PdPbBi nanoalloys anchored reduced graphene-wrapped metal-organic framework-derived catalyst for enhancing ethylene glycol electrooxidation

For future clean energy demand, it is essential to develop highly efficient and durable materials for use in renewable energy conversion devices. Herein, we report an electrocatalyst loaded with Pd-Pb-Bi nanoalloys on reduced graphene (rGO)-wrapped In2O3 (PdPbBi@rGO/In2O3) prepared by a hydrothermal method.
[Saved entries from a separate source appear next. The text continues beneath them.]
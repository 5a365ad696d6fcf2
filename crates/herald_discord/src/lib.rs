//! Serenity bindings for the Herald Discord adapter.
//!
//! [`SerenityHandle`] implements the core's `Directory` and `Transport` on
//! serenity's cache and HTTP client, [`HeraldHandler`] turns gateway events
//! into backend events, and [`HeraldBot`] ties both to one serenity client.

#![forbid(unsafe_code)]
#![warn(missing_docs)]

mod client;
mod convert;
mod handle;
mod handler;
mod intents;

pub use client::HeraldBot;
pub use handle::SerenityHandle;
pub use handler::{BackendSlot, HeraldHandler};
pub use intents::{intent_by_bit, intent_by_name, preset_intents, resolve_intents};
PdPbBi@rGO/In2O3 exhibits higher forward current density (229.12 mA.cm(-2)), larger electrochemical active surface area (ECSA) (85.87 m(2).g(Pd)(-1)), smaller impedance (12.68 Omega) and lower E-onset (-0.56 V) than commercial Pd/C. Specifically, the current density and ECSA are 8.46 and 3.38 times higher than those of commercial Pd/C (27.07 mA.cm(-2), 25.41 m(2).g(Pd)(-1)), respectively. Furthermore, the oxidation mechanism of ethylene glycol and the removal of carbon monoxide [CO](ads) from the surface of Pd are also discussed in detail. The columnar support structure wrapped by rGO provides a huge active surface area for catalysis. Moreover, the electronic effect of Pd-Pb-Bi nanoalloys can accelerate the removal of CO intermediate species, obtain more Pd active sites and improve the electrocatalytic performance. Our first synthesis of this highly electrocatalyst offers promising value for commercial application in direct fuel cells.